En seguida se encaminaron a la casa del señor Alférez Real, en donde los esperaba un suntuoso refresco en increíble abundancia, pues se había preparado en cantidad bastante para ese innumerable concurso, el cual se aumentó con todo el señorío de la ciudad que había sido convidado. Las mesas se cubrieron repetidas veces. La plebe invadió patios y corredores y participó del refresco; y además, a los que no pudieron entrar por falta de espacio, se les sirvió en la calle; frente a la puerta principal se había construido una pila que por diferentes tubos arrojaba vino generoso; del cual tomaban todos los concurrentes, en vasos de cristal puestos allí al efecto; y se les arrojaba, desde los balcones, panes, bizcochuelos, dulces, queso, frutas y de todo cuanto se servía adentro a la nobleza. Allí mismo, en la calle, se había colocado una cucaña cargada de los mismos manjares, para diversión de los muchachos, que pronto dieron cuenta de ella. A las siete de la noche terminó el refresco ya las ocho comenzó el baile, para el cual había convidado de antemano el Alférez Real a toda la nobleza (Palacios, 2009, p. 156).

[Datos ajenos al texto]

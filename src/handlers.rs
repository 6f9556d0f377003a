use crate::messaging::{Observer, ReceivedOn};
use crate::proto::neighbor_service_server::NeighborService;
use crate::proto::Message;
use crate::select_stream_or_shutdown::select_stream_or_shutdown;
use crate::types::{GenericBoxedStream, PeerId};
use async_stream::stream;
use std::sync::Arc;
use tokio_util::sync::CancellationToken;
use tonic::{Request, Response, Status, Streaming};
use tracing::{debug, error, info};

/// Server side of `Communicate` for peers that dialed this node.
///
/// Acknowledges every message on the same stream. Inbound streams are not
/// tracked in the connection table.
#[derive(Clone)]
pub struct NeighborHandler {
    local: PeerId,
    observer: Arc<dyn Observer>,
    shutdown: CancellationToken,
}

impl NeighborHandler {
    pub fn new(local: PeerId, observer: Arc<dyn Observer>, shutdown: CancellationToken) -> Self {
        Self {
            local,
            observer,
            shutdown,
        }
    }
}

#[tonic::async_trait]
impl NeighborService for NeighborHandler {
    type CommunicateStream = GenericBoxedStream<Result<Message, Status>>;

    async fn communicate(
        &self,
        request: Request<Streaming<Message>>,
    ) -> Result<Response<Self::CommunicateStream>, Status> {
        let remote = request
            .remote_addr()
            .map(|addr| addr.to_string())
            .unwrap_or_else(|| "unknown".to_string());
        info!(remote = %remote, "Established communication stream with neighbor");

        let mut inbound: GenericBoxedStream<Result<Message, Status>> =
            Box::pin(request.into_inner());
        let handler = self.clone();

        let replies = stream! {
            loop {
                match select_stream_or_shutdown(inbound.as_mut(), &handler.shutdown).await {
                    Ok(Some(Ok(message))) => {
                        info!(
                            sender = %message.sender,
                            content = %message.content,
                            "Received message"
                        );
                        handler.observer.received(ReceivedOn::Inbound, &message);
                        yield Ok(message.ack(handler.local.as_str()));
                    }
                    Ok(Some(Err(status))) => {
                        error!(remote = %remote, error = %status, "Error receiving message");
                        yield Err(status);
                        break;
                    }
                    Ok(None) => {
                        info!(remote = %remote, "Neighbor closed its stream");
                        break;
                    }
                    Err(()) => {
                        debug!(remote = %remote, "Closing inbound stream for shutdown");
                        break;
                    }
                }
            }
        };

        Ok(Response::new(Box::pin(replies)))
    }
}

#[cfg(test)]
mod tests {
    use super::*;
    use crate::mesh::tests::RecordingObserver;
    use crate::proto::neighbor_service_client::NeighborServiceClient;
    use crate::server_loop::serve_inbound;
    use std::time::Duration;
    use tokio::net::TcpListener;
    use tokio::sync::mpsc;
    use tokio_stream::wrappers::ReceiverStream;

    async fn start_server(
        shutdown: CancellationToken,
    ) -> (
        String,
        mpsc::UnboundedReceiver<(Option<PeerId>, Message)>,
        tokio::task::JoinHandle<()>,
    ) {
        let listener = TcpListener::bind("127.0.0.1:0").await.unwrap();
        let uri = format!("http://{}", listener.local_addr().unwrap());
        let (observer, seen) = RecordingObserver::new();
        let handler = NeighborHandler::new(PeerId::new("node2"), observer, shutdown.clone());
        let server = tokio::spawn(async move {
            serve_inbound(listener, handler, shutdown)
                .await
                .unwrap();
        });
        (uri, seen, server)
    }

    #[tokio::test]
    async fn test_each_message_is_acknowledged() {
        let shutdown = CancellationToken::new();
        let (uri, mut seen, server) = start_server(shutdown.clone()).await;

        let mut client = NeighborServiceClient::connect(uri).await.unwrap();
        let (tx, rx) = mpsc::channel(4);
        let mut replies = client
            .communicate(ReceiverStream::new(rx))
            .await
            .unwrap()
            .into_inner();

        for content in ["first", "second"] {
            tx.send(Message::new("node1", content)).await.unwrap();
            let ack = replies.message().await.unwrap().unwrap();
            assert_eq!(ack.sender, "node2");
            assert_eq!(ack.content, format!("ACK: {}", content));

            let (on, original) = seen.recv().await.unwrap();
            assert!(on.is_none());
            assert_eq!(original.sender, "node1");
            assert_eq!(original.content, content);
        }

        // client half-close ends the reply stream cleanly
        drop(tx);
        assert!(replies.message().await.unwrap().is_none());

        shutdown.cancel();
        tokio::time::timeout(Duration::from_secs(5), server)
            .await
            .unwrap()
            .unwrap();
    }

    #[tokio::test]
    async fn test_shutdown_ends_open_streams() {
        let shutdown = CancellationToken::new();
        let (uri, _seen, server) = start_server(shutdown.clone()).await;

        let mut client = NeighborServiceClient::connect(uri).await.unwrap();
        let (tx, rx) = mpsc::channel(4);
        let mut replies = client
            .communicate(ReceiverStream::new(rx))
            .await
            .unwrap()
            .into_inner();
        tx.send(Message::new("node1", "ping")).await.unwrap();
        assert!(replies.message().await.unwrap().is_some());

        shutdown.cancel();
        let end = tokio::time::timeout(Duration::from_secs(5), replies.message())
            .await
            .expect("stream ends on shutdown");
        assert!(!matches!(end, Ok(Some(_))));

        tokio::time::timeout(Duration::from_secs(5), server)
            .await
            .unwrap()
            .unwrap();
        drop(tx);
    }
}
mod accept_stream;
mod cleanup;
mod config;
mod connector;
mod directory;
mod discovery;
mod handlers;
mod logging;
mod mesh;
mod messaging;
mod node;
mod peers;
mod proto;
mod select_stream_or_shutdown;
mod server_loop;
mod table;
mod types;
mod workers;

use clap::Parser;
use config::{parse_peer_addr, parse_period, NodeConfig};
use directory::PeerDirectory;
use logging::{init_tracing, LogFormat};
use node::Node;
use std::sync::Arc;
use std::time::Duration;
use tokio::{signal, task, task::JoinHandle};
use tracing::{error, info};
use types::{PeerAddress, PeerId};

#[derive(Parser, Debug, Clone)]
#[command(author, version, about)]
struct Args {
    #[arg(long, env = "SERVICE_ID", help = "Identity of this node, e.g. service1")]
    service_id: String,
    #[arg(long, env = "SERVICE_PORT", help = "Port for inbound neighbor streams")]
    service_port: u16,
    #[arg(long, default_value = "0.0.0.0", env = "LISTEN_HOST")]
    listen_host: String,

    /// Discovery interval: seconds, or a value like 500ms, 2s, 1m
    #[arg(long, env = "POLLING_PERIOD_SECONDS", value_parser = parse_period)]
    polling_period: Duration,
    /// Heartbeat interval: seconds, or a value like 500ms, 2s, 1m
    #[arg(long, env = "MESSAGE_PERIOD_SECONDS", value_parser = parse_period)]
    message_period: Duration,

    #[arg(long, default_value = "5", env = "CLUSTER_SIZE")]
    cluster_size: u16,
    #[arg(long, default_value = "service", env = "SERVICE_PREFIX")]
    service_prefix: String,
    #[arg(long, default_value = "5001", env = "DISCOVERY_PORT")]
    discovery_port: u16,
    /// Explicit addresses, e.g. service2=10.0.0.2:5001,service3=10.0.0.3:5001
    #[arg(long, env = "PEER_ADDRS", value_delimiter = ',', value_parser = parse_peer_addr)]
    peer_addrs: Vec<(PeerId, PeerAddress)>,

    #[arg(long, default_value = "500", env = "PROBE_TIMEOUT_MS")]
    probe_timeout_ms: u64,
    #[arg(long, default_value = "2000", env = "CONNECT_TIMEOUT_MS")]
    connect_timeout_ms: u64,
    #[arg(long, default_value = "5", env = "SHUTDOWN_TIMEOUT_SECS")]
    shutdown_timeout_secs: u64,

    #[arg(long, value_enum, default_value_t = LogFormat::Text, env = "LOG_FORMAT")]
    log_format: LogFormat,
}

impl Args {
    fn node_config(&self) -> NodeConfig {
        NodeConfig {
            id: PeerId::new(self.service_id.clone()),
            listen_host: self.listen_host.clone(),
            listen_port: self.service_port,
            discovery_interval: self.polling_period,
            message_interval: self.message_period,
            probe_timeout: Duration::from_millis(self.probe_timeout_ms),
            connect_timeout: Duration::from_millis(self.connect_timeout_ms),
            shutdown_timeout: Duration::from_secs(self.shutdown_timeout_secs),
        }
    }

    fn directory(&self) -> PeerDirectory {
        PeerDirectory::new(
            PeerId::new(self.service_id.clone()),
            &self.service_prefix,
            self.cluster_size,
            self.discovery_port,
            self.peer_addrs.clone(),
        )
    }
}

#[tokio::main]
async fn main() -> Result<(), Box<dyn std::error::Error>> {
    let args = Args::parse();
    init_tracing(args.log_format);

    info!(
        version = env!("CARGO_PKG_VERSION"),
        commit = env!("GIT_COMMIT_HASH"),
        "Starting peermesh"
    );

    let config = args.node_config();
    let shutdown_timeout = config.shutdown_timeout;
    let node = Arc::new(Node::bind(config, args.directory()).await?);
    info!("Listening on {}", node.local_addr());

    let runner = task::spawn({
        let node = node.clone();
        async move {
            if let Err(e) = node.start().await {
                error!("Node error: {}", e);
            }
        }
    });

    wait_for_signal().await;
    node.stop(shutdown_timeout).await?;
    join_runner(runner).await;

    Ok(())
}

/// Wait for the node task. A panic or abort is logged, not swallowed.
async fn join_runner(runner: JoinHandle<()>) -> bool {
    match runner.await {
        Ok(()) => true,
        Err(e) => {
            error!("Node task failed: {}", e);
            false
        }
    }
}

async fn wait_for_signal() {
    #[cfg(unix)]
    {
        let mut terminate = match signal::unix::signal(signal::unix::SignalKind::terminate()) {
            Ok(terminate) => terminate,
            Err(e) => {
                error!("Failed to listen for SIGTERM: {}", e);
                if let Err(e) = signal::ctrl_c().await {
                    error!("Failed to listen for shutdown signal: {}", e);
                }
                return;
            }
        };
        tokio::select! {
            result = signal::ctrl_c() => {
                if let Err(e) = result {
                    error!("Failed to listen for shutdown signal: {}", e);
                }
            }
            _ = terminate.recv() => {}
        }
    }

    #[cfg(not(unix))]
    if let Err(e) = signal::ctrl_c().await {
        error!("Failed to listen for shutdown signal: {}", e);
    }

    info!("Shutdown signal received");
}
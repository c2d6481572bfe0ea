//! Skill keyword extraction against a fixed dictionary.

use std::collections::BTreeSet;

use once_cell::sync::Lazy;
use regex::Regex;

/// Canonical spellings of every skill the extractor recognises.
pub const SKILL_DICTIONARY: &[&str] = &[
    "Python",
    "Java",
    "JavaScript",
    "TypeScript",
    "C++",
    "C#",
    "Go",
    "Rust",
    "HTML",
    "CSS",
    "React",
    "Angular",
    "Vue.js",
    "Next.js",
    "Node.js",
    "Django",
    "Flask",
    "FastAPI",
    "Spring",
    "ASP.NET",
    "SQL",
    "MySQL",
    "PostgreSQL",
    "MongoDB",
    "Redis",
    "Oracle",
    "AWS",
    "Azure",
    "GCP",
    "Docker",
    "Kubernetes",
    "Jenkins",
    "Git",
    "Machine Learning",
    "Deep Learning",
    "TensorFlow",
    "PyTorch",
    "Pandas",
    "NumPy",
    "Linux",
    "Agile",
    "Scrum",
    "DevOps",
    "CI/CD",
    "REST API",
    "GraphQL",
];

/// One alternation over the whole dictionary, longest first so `JavaScript`
/// wins over `Java` at the same position. Only the leading word boundary is
/// in the pattern; the trailing one is checked in `extract_skills` because
/// `C++` and `C#` end in non-word characters.
static SKILL_PATTERN: Lazy<Regex> = Lazy::new(|| {
    let mut skills: Vec<&str> = SKILL_DICTIONARY.to_vec();
    skills.sort_by_key(|s| std::cmp::Reverse(s.len()));
    let alternation = skills
        .iter()
        .map(|s| regex::escape(s))
        .collect::<Vec<_>>()
        .join("|");
    Regex::new(&format!(r"(?i)\b(?:{alternation})")).unwrap()
});

/// Returns the sorted, de-duplicated canonical skills mentioned in `text`.
pub fn extract_skills(text: &str) -> Vec<String> {
    if text.trim().is_empty() {
        return Vec::new();
    }

    let mut found = BTreeSet::new();
    for m in SKILL_PATTERN.find_iter(text) {
        let ends_in_word_char = m.as_str().chars().last().is_some_and(is_word_char);
        let followed_by_word_char = text[m.end()..].chars().next().is_some_and(is_word_char);
        if ends_in_word_char && followed_by_word_char {
            continue;
        }
        found.insert(normalize_skill(m.as_str()));
    }
    found.into_iter().collect()
}

/// Maps a raw mention onto its dictionary spelling.
///
/// `react.js` falls back to `React` by dropping the `.js` suffix; unknown
/// terms are title-cased.
pub fn normalize_skill(raw: &str) -> String {
    let trimmed = raw.trim();
    if let Some(canonical) = lookup(trimmed) {
        return canonical.to_string();
    }

    let without_js = trimmed.replace(".js", "").replace(".JS", "");
    if let Some(canonical) = lookup(&without_js) {
        return canonical.to_string();
    }
    title_case(&without_js)
}

fn lookup(candidate: &str) -> Option<&'static str> {
    SKILL_DICTIONARY
        .iter()
        .copied()
        .find(|skill| skill.eq_ignore_ascii_case(candidate))
}

fn is_word_char(c: char) -> bool {
    c.is_alphanumeric() || c == '_'
}

fn title_case(s: &str) -> String {
    let mut out = String::with_capacity(s.len());
    let mut prev_alpha = false;
    for c in s.chars() {
        if c.is_alphabetic() {
            if prev_alpha {
                out.extend(c.to_lowercase());
            } else {
                out.extend(c.to_uppercase());
            }
            prev_alpha = true;
        } else {
            out.push(c);
            prev_alpha = false;
        }
    }
    out
}

#[cfg(test)]
mod tests {
    use super::*;

    #[test]
    fn test_empty_text_has_no_skills() {
        assert!(extract_skills("").is_empty());
        assert!(extract_skills("   \n").is_empty());
    }

    #[test]
    fn test_case_insensitive_and_canonicalised() {
        let skills = extract_skills("experienced in python, DOCKER and kubernetes");
        assert_eq!(skills, vec!["Docker", "Kubernetes", "Python"]);
    }

    #[test]
    fn test_results_sorted_and_deduplicated() {
        let skills = extract_skills("SQL sql Sql and AWS aws");
        assert_eq!(skills, vec!["AWS", "SQL"]);
    }

    #[test]
    fn test_longest_alternative_wins() {
        let skills = extract_skills("Frontend work in JavaScript and TypeScript");
        assert_eq!(skills, vec!["JavaScript", "TypeScript"]);
    }

    #[test]
    fn test_word_boundaries_respected() {
        // "Go" inside "Google", "Git" inside "GitHub", "Java" inside "Javanese"
        assert!(extract_skills("Google GitHub Javanese cuisine").is_empty());
    }

    #[test]
    fn test_symbol_terminated_skills_match_before_spaces() {
        let skills = extract_skills("c++ c# and rust");
        assert_eq!(skills, vec!["C#", "C++", "Rust"]);
    }

    #[test]
    fn test_multi_word_and_slash_skills() {
        let skills = extract_skills("machine learning, deep learning, CI/CD and a REST API");
        assert_eq!(
            skills,
            vec!["CI/CD", "Deep Learning", "Machine Learning", "REST API"]
        );
    }

    #[test]
    fn test_dotted_framework_names() {
        let skills = extract_skills("built with node.js, next.js and asp.net");
        assert_eq!(skills, vec!["ASP.NET", "Next.js", "Node.js"]);
    }

    #[test]
    fn test_normalize_prefers_dictionary_spelling() {
        assert_eq!(normalize_skill("  vue.js "), "Vue.js");
        assert_eq!(normalize_skill("postgresql"), "PostgreSQL");
    }

    #[test]
    fn test_normalize_strips_js_suffix() {
        assert_eq!(normalize_skill("react.js"), "React");
        assert_eq!(normalize_skill("ANGULAR.JS"), "Angular");
    }

    #[test]
    fn test_normalize_title_cases_unknown_terms() {
        assert_eq!(normalize_skill("apache kafka"), "Apache Kafka");
    }

    #[test]
    fn test_preprocessed_resume_text() {
        let text = crate::text::preprocess("Skills:\tPython • Django • PostgreSQL • Docker");
        assert_eq!(
            extract_skills(&text),
            vec!["Django", "Docker", "PostgreSQL", "Python"]
        );
    }
}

Aún más extravagante que en la cena ofrecida al Padre, donde se sacó la vajilla de plata, para esta celebración se exhibió además la vajilla china, y una decoración de la casa que hablaba de la gran riqueza que a Don Manuel su posición le daba, con detalles en oro, sillas de terciopelo y cortinas de seda, con la intención de demostrar el poder asociado a la Corona.


¡A servir, se dijo!

En el trasfondo histórico de los siglos XVIII y XIX, la narrativa literaria emerge como un retrato que refleja las vicisitudes de los personajes y los matices de la sociedad colombiana de la época. A través de las representaciones gastronómicas en obras como María y El alférez real se revela un complejo entramado de divisiones sociales, donde la alimentación no solo es un acto cotidiano sino un escenario de poder. 

Desde la suplantación gastronómica durante la colonización hasta la consolidación de clases sociales en el siglo XIX, las obras literarias proporcionan una lente para examinar cómo la comida y las formas de alimentación actuaban como un elemento intrínseco a la cultura, delineando líneas divisorias y reflejando la jerarquización social. En este recorrido comparativo, se destaca la caza como un símbolo de prestigio y la diferencia en la concepción de banquetes, evidenciando no sólo las diferencias alimentarias entre clases sino también la perpetuación de roles de género. Así, la literatura se convierte en un espacio donde la ficción artística se entrelaza con la fidelidad histórica, ofreciendo una mirada amplía a las mesas y platos de la Colombia decimonónica, y revelando la complejidad de las relaciones sociales a través de la gastronomía.


Notas finales

[1]Este tema en específico lo amplío en otro ensayo titulado La figura de Calisto como representación de la “anti” caballería medieval literaria.


Referencias

Albán Achinte, A. (2010). Comida y colonialidad. Tensiones entre el proyecto hegemónico moderno y las memorias del paladar. Calle14: revista de investigación en el campo del arte, 4(5), 10-23.

Alzate Méndez, G. (2018). María y El Alférez Real: de Jorge Isaacs a Eustaquio Palacios. Tras la huella de una narrativa patriarcal y burguesa en el Valle del Cauca. Revista CS, (26), 145-170.

Isaacs, J. (1946). María. Ediciones Castelar.

Martínez Carreño, A. (2012). Mesa y cocina del siglo XIX. Colombia. Ministerio de Cultura.

Maravall, J. A. (2003). “La transformación social de la clase ociosa y la alta burguesía. Las figuras de Calixto y Pleberio”. En El mundo social de «La Celestina» (pp. 30-55). Biblioteca Virtual Miguel de Cervantes.

Palacios, E. (2009). El alférez real. Ministerio de Educación Nacional de Colombia.

Patiño Ossa, G. (2012). Fogón de negros. Cocina y cultura en una región latinoamericana. Ministerio de Cultura.

Patiño Rodríguez, V. M. (1990). Historia de la cultura material en la América equinoccial. Alimentación y alimentos. Ministerio de Cultura.

Rojas de Perdomo, L. (2012). Comentarios a la cocina precolombina. De la mesa europea al fogón amerindio. Ministerio de Cultura.

Weber, M. (1956). “La burguesía”. En Historia económica general (pp. 267- 284). Fondo de Cultura Económica.

Zabala Gómez, E. (2007). Trapiches de esclavitud, fogones de libertad. Cocina y alimentación de los esclavizados en el Valle del río Cauca (1750-1851). Maguaré, 31(2), 227-250.